Long after the sun had gone down on Homestead- Miami Speedway, Kyle Busch crawled out of his Toyota in victory lane after not only capturing the checkered flag for the Ford EcoBoost 400, but also winning his first ever Sprint Cup championship. It was a storybook ending to Busch’s year that made it one of the best comeback stories in all of sports.
Even though he ended up as the sport’s champion this season, Kyle’s season did not start off that way as he broke his leg and foot in an accident in the season-opening Xfinity race the day before the Sprint Cup Series’ first race at Daytona. The accident led to six days in the hospital, two surgeries and him missing the first 11 races of the season.
There was no worse way to start a season for both the Joe Gibbs Racing team and its driver, but rookie crew chief Adam Stevens showed some remarkable leadership skills as he kept the team together while Matt Crafton, David Ragan and Erik Jones filled in until Busch could return. When Busch did return, he was granted a waiver by NASCAR that would still give him a chance to make the Chase.

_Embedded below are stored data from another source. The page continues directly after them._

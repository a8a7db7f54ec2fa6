//! Inventory ledger: per-hospital, per-blood-group unit counts.
//!
//! Records are created lazily by the first adjustment. Units never go below
//! zero; an adjustment that would do so is rejected and leaves the record
//! untouched. Every commit names the count it was computed from, so a
//! writer working from a stale count is refused by the ledger.

use crate::events::{DomainEvent, EventBus};
use crate::ledger::Ledger;
use crate::locks::{retry_rejected, KeyedLocks};
use crate::policy::Clock;
use crate::types::{BloodGroup, HospitalRef, InventoryRecord};
use crate::{Error, Result};
use std::sync::Arc;

type RecordKey = (HospitalRef, BloodGroup);

pub struct InventoryLedger {
    ledger: Arc<dyn Ledger>,
    events: Arc<EventBus>,
    clock: Arc<dyn Clock>,
    locks: KeyedLocks<RecordKey>,
}

impl InventoryLedger {
    pub fn new(ledger: Arc<dyn Ledger>, events: Arc<EventBus>, clock: Arc<dyn Clock>) -> Self {
        Self {
            ledger,
            events,
            clock,
            locks: KeyedLocks::new(),
        }
    }

    /// Current units, 0 if the record doesn't exist yet
    pub fn get_units(&self, hospital: &HospitalRef, blood_group: BloodGroup) -> Result<u32> {
        Ok(self
            .ledger
            .query_inventory(hospital, blood_group)?
            .map_or(0, |record| record.units))
    }

    pub fn hospital_inventory(&self, hospital: &HospitalRef) -> Result<Vec<InventoryRecord>> {
        Ok(self.ledger.query_hospital_inventory(hospital)?)
    }

    /// Add (positive) or remove (negative) units
    pub fn adjust_units(
        &self,
        hospital: &HospitalRef,
        blood_group: BloodGroup,
        delta: i64,
    ) -> Result<InventoryRecord> {
        self.with_record_lock(hospital, blood_group, || {
            let record = retry_rejected(|| self.apply_delta(hospital, blood_group, delta))?;
            self.publish(&record);
            Ok(record)
        })
    }

    /// Administrative override of the unit count
    pub fn set_units(
        &self,
        hospital: &HospitalRef,
        blood_group: BloodGroup,
        absolute: i64,
    ) -> Result<InventoryRecord> {
        let units =
            u32::try_from(absolute).map_err(|_| Error::InvalidQuantity { quantity: absolute })?;

        self.with_record_lock(hospital, blood_group, || {
            let record = retry_rejected(|| {
                let previous = self.get_units(hospital, blood_group)?;
                self.commit_units(hospital, blood_group, previous, units)
            })?;
            tracing::info!(
                "Set {} inventory at {} to {} units",
                blood_group,
                hospital,
                units
            );
            self.publish(&record);
            Ok(record)
        })
    }

    /// Hold the lock for one (hospital, blood group) record
    pub(crate) fn with_record_lock<R>(
        &self,
        hospital: &HospitalRef,
        blood_group: BloodGroup,
        f: impl FnOnce() -> R,
    ) -> R {
        self.locks.with_lock(&(hospital.clone(), blood_group), f)
    }

    /// Check and commit a delta; caller holds the record lock and publishes
    pub(crate) fn apply_delta(
        &self,
        hospital: &HospitalRef,
        blood_group: BloodGroup,
        delta: i64,
    ) -> Result<InventoryRecord> {
        if delta == 0 {
            return Err(Error::InvalidQuantity { quantity: 0 });
        }

        let available = self.get_units(hospital, blood_group)?;
        let target = i64::from(available) + delta;
        if target < 0 {
            tracing::warn!(
                "Rejected adjustment of {} {} units at {} ({} available)",
                delta,
                blood_group,
                hospital,
                available
            );
            return Err(Error::InsufficientInventory {
                hospital: hospital.clone(),
                blood_group,
                available,
                requested: delta.unsigned_abs(),
            });
        }
        let units = u32::try_from(target).map_err(|_| Error::InvalidQuantity { quantity: delta })?;

        let record = self.commit_units(hospital, blood_group, available, units)?;
        tracing::info!(
            "Adjusted {} inventory at {} by {} to {} units",
            blood_group,
            hospital,
            delta,
            units
        );
        Ok(record)
    }

    pub(crate) fn publish(&self, record: &InventoryRecord) {
        self.events.publish(DomainEvent::InventoryAdjusted {
            hospital: record.hospital.clone(),
            blood_group: record.blood_group,
            units: record.units,
        });
    }

    fn commit_units(
        &self,
        hospital: &HospitalRef,
        blood_group: BloodGroup,
        previous: u32,
        units: u32,
    ) -> Result<InventoryRecord> {
        let record = InventoryRecord {
            hospital: hospital.clone(),
            blood_group,
            units,
            last_updated: self.clock.now(),
        };
        self.ledger.commit_inventory_adjustment(&record, previous)?;
        Ok(record)
    }
}

#[cfg(test)]
mod tests {
    use super::*;
    use crate::error::ErrorKind;
    use crate::events::RecordingObserver;
    use crate::ledger::CommitKind;
    use crate::memory::InMemoryLedger;
    use crate::policy::FixedClock;
    use chrono::{Duration, TimeZone, Utc};

    struct Fixture {
        inventory: InventoryLedger,
        ledger: Arc<InMemoryLedger>,
        clock: Arc<FixedClock>,
        observer: Arc<RecordingObserver>,
    }

    fn fixture() -> Fixture {
        let clock = Arc::new(FixedClock::new(
            Utc.with_ymd_and_hms(2024, 3, 15, 12, 0, 0).unwrap(),
        ));
        let ledger = Arc::new(InMemoryLedger::with_clock(clock.clone()));
        let events = Arc::new(EventBus::new());
        let observer = Arc::new(RecordingObserver::new());
        events.subscribe(observer.clone());
        Fixture {
            inventory: InventoryLedger::new(ledger.clone(), events, clock.clone()),
            ledger,
            clock,
            observer,
        }
    }

    fn city() -> HospitalRef {
        HospitalRef::from("city-general")
    }

    #[test]
    fn test_missing_record_reads_zero() {
        let f = fixture();
        assert_eq!(f.inventory.get_units(&city(), BloodGroup::OPositive).unwrap(), 0);
        assert!(f.inventory.hospital_inventory(&city()).unwrap().is_empty());
    }

    #[test]
    fn test_first_adjustment_creates_record() {
        let f = fixture();
        let record = f
            .inventory
            .adjust_units(&city(), BloodGroup::APositive, 10)
            .unwrap();
        assert_eq!(record.units, 10);
        assert_eq!(record.last_updated, f.clock.now());
        assert_eq!(f.inventory.hospital_inventory(&city()).unwrap(), vec![record]);
    }

    #[test]
    fn test_adjustment_below_zero_rejected_unchanged() {
        let f = fixture();
        f.inventory.adjust_units(&city(), BloodGroup::BPositive, 5).unwrap();
        f.observer.take();

        let err = f
            .inventory
            .adjust_units(&city(), BloodGroup::BPositive, -6)
            .unwrap_err();
        match err {
            Error::InsufficientInventory {
                available,
                requested,
                ..
            } => {
                assert_eq!(available, 5);
                assert_eq!(requested, 6);
            }
            other => panic!("Expected InsufficientInventory, got {:?}", other),
        }
        assert_eq!(f.inventory.get_units(&city(), BloodGroup::BPositive).unwrap(), 5);
        assert!(f.observer.events().is_empty());
    }

    #[test]
    fn test_units_never_negative_over_sequence() {
        let f = fixture();
        let deltas = [3, -1, -5, 4, -6, -6, 2, -2, 10, -11];
        let mut expected: i64 = 0;
        for delta in deltas {
            let result = f.inventory.adjust_units(&city(), BloodGroup::ONegative, delta);
            if expected + delta >= 0 {
                expected += delta;
                assert!(result.is_ok());
            } else {
                assert_eq!(result.unwrap_err().kind(), ErrorKind::InsufficientInventory);
            }
            let units = f.inventory.get_units(&city(), BloodGroup::ONegative).unwrap();
            assert_eq!(i64::from(units), expected);
        }
    }

    #[test]
    fn test_set_units_overrides_and_validates() {
        let f = fixture();
        f.inventory.adjust_units(&city(), BloodGroup::OPositive, 2).unwrap();
        f.clock.advance(Duration::hours(1));

        let record = f.inventory.set_units(&city(), BloodGroup::OPositive, 5).unwrap();
        assert_eq!(record.units, 5);
        assert_eq!(record.last_updated, f.clock.now());

        let err = f
            .inventory
            .set_units(&city(), BloodGroup::OPositive, -1)
            .unwrap_err();
        assert_eq!(err.kind(), ErrorKind::InvalidQuantity);
        assert_eq!(f.inventory.get_units(&city(), BloodGroup::OPositive).unwrap(), 5);
    }

    #[test]
    fn test_zero_delta_rejected() {
        let f = fixture();
        let err = f
            .inventory
            .adjust_units(&city(), BloodGroup::OPositive, 0)
            .unwrap_err();
        assert_eq!(err.kind(), ErrorKind::InvalidQuantity);

        // Setting an absolute zero is a valid override
        f.inventory.adjust_units(&city(), BloodGroup::OPositive, 4).unwrap();
        let record = f.inventory.set_units(&city(), BloodGroup::OPositive, 0).unwrap();
        assert_eq!(record.units, 0);
    }

    #[test]
    fn test_ledger_failure_leaves_units_and_emits_nothing() {
        let f = fixture();
        f.inventory.adjust_units(&city(), BloodGroup::OPositive, 4).unwrap();
        f.observer.take();

        f.ledger.fail_next(CommitKind::InventoryAdjustment);
        let err = f
            .inventory
            .adjust_units(&city(), BloodGroup::OPositive, -1)
            .unwrap_err();
        assert_eq!(err.kind(), ErrorKind::LedgerFailure);
        assert_eq!(f.inventory.get_units(&city(), BloodGroup::OPositive).unwrap(), 4);
        assert!(f.observer.events().is_empty());
    }
}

Chase rules state that you have to start every race to be eligible to be in the Chase field, but the waiver removed that requirement. He still had to win a race and finish in the top 30 in points to become Chase eligible. His attempt to make the Chase became a great story line to follow as the season moved into the summer stretch of the schedule as he didn’t win a race until the series went west to Sonoma Raceway. That win was just a prelude of what was to come as it started a stretch of four wins in the next five races.

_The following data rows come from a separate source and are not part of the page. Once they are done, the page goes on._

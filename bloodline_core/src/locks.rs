//! Per-key mutual exclusion.
//!
//! At most one mutation runs per aggregate key (an inventory record, a
//! request, a donor); different keys proceed in parallel. Entries live only
//! while some caller holds or waits for them.
//!
//! Locks only cover this process. Writers in other processes are caught by
//! the ledger's prior-state checks instead; [`retry_rejected`] reruns an
//! operation whose commit lost such a race.

use crate::ledger::LedgerError;
use crate::{Error, Result};
use std::collections::HashMap;
use std::hash::Hash;
use std::sync::{Arc, Mutex, PoisonError};

/// Runs of an operation before a rejected commit is returned to the caller
pub const COMMIT_ATTEMPTS: usize = 8;

/// Lock table keyed by aggregate id
pub struct KeyedLocks<K> {
    inflight: Mutex<HashMap<K, Arc<Mutex<()>>>>,
}

impl<K> Default for KeyedLocks<K> {
    fn default() -> Self {
        Self {
            inflight: Mutex::new(HashMap::new()),
        }
    }
}

impl<K: Eq + Hash + Clone> KeyedLocks<K> {
    pub fn new() -> Self {
        Self::default()
    }

    /// Run `f` while holding the lock for `key`
    pub fn with_lock<R>(&self, key: &K, f: impl FnOnce() -> R) -> R {
        let lock = {
            let mut inflight = self.inflight.lock().unwrap_or_else(PoisonError::into_inner);
            Arc::clone(
                inflight
                    .entry(key.clone())
                    .or_insert_with(|| Arc::new(Mutex::new(()))),
            )
        };

        let result = {
            let _guard = lock.lock().unwrap_or_else(PoisonError::into_inner);
            f()
        };

        self.release(key, lock);
        result
    }

    /// Number of keys currently held or waited on
    pub fn len(&self) -> usize {
        self.inflight
            .lock()
            .unwrap_or_else(PoisonError::into_inner)
            .len()
    }

    pub fn is_empty(&self) -> bool {
        self.len() == 0
    }

    /// Drop the table entry once no other caller holds a handle to it
    fn release(&self, key: &K, lock: Arc<Mutex<()>>) {
        let mut inflight = self.inflight.lock().unwrap_or_else(PoisonError::into_inner);
        drop(lock);
        // Handles are only cloned under the table lock, so the count is exact
        if inflight
            .get(key)
            .is_some_and(|entry| Arc::strong_count(entry) == 1)
        {
            inflight.remove(key);
        }
    }
}

/// Rerun `op` while the ledger rejects its commit against stale state
///
/// A rejected commit leaves the ledger caught up with whichever writer got
/// there first, so the next run re-validates against current state and
/// usually fails with the matching domain error instead.
pub fn retry_rejected<T>(mut op: impl FnMut() -> Result<T>) -> Result<T> {
    let mut attempt = 1;
    loop {
        match op() {
            Err(Error::LedgerFailure(LedgerError::Rejected(reason))) if attempt < COMMIT_ATTEMPTS => {
                tracing::debug!("Commit rejected ({}), retrying against current state", reason);
                attempt += 1;
            }
            result => return result,
        }
    }
}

Once he had a win, all that was left was to continue his climb up the points list to the top 30. The long road back to Chase eligibility was finally achieved in August at Watkins Glen when he broke into the top 30 and never looked back on his way to making it into the championship round of the final 10 races.
When the Chase got underway, Busch’s advancement to the following rounds became difficult as he experienced problems in each of the first two rounds but was able to advance because of his position in the points. He posted three top-five finishes in the Eliminator round that made him one of the Championship four drivers that entered Homestead with the opportunity to run for the title.
Busch and his team brought a car to Homestead that was capable of winning and as it turned out it took a win to claim his first-ever Sprint Cup title as he finished one point ahead of second-place Kevin Harvick. Jeff Gordon in his last race finished third in the final standings followed by Martin Truex Jr. in fourth.
The championship was the fourth for Joe Gibbs Racing as Busch joins Bobby Labonte (2000) and Tony Stewart (2002 and 2005) as titleholders for the former Super Bowl winning owner. The four titles all won since the 2000 season gives JGR a title winning percentage during that 16-year stretch of 25 percent.
Besides being the first series championship for Busch and crew chief Adam Stevens, the title also provided several other firsts. Longtime NASCAR sponsors M&M’s Mars recorded its first-ever title in the series and it was also the first driver championship at the Cup level for Toyota.
The final numbers for Busch’s remarkable season include one pole, five wins, 12 top fives, 16 top 10’s and he led 736 laps (10.9 percent). Those are championship numbers especially when you take into account that he missed nearly three months of the season, but the stat that can’t be measured is the amount of work and heart it took him to get back behind the wheel. It was indeed a championship that was earned and one that can be celebrated by the entire sport!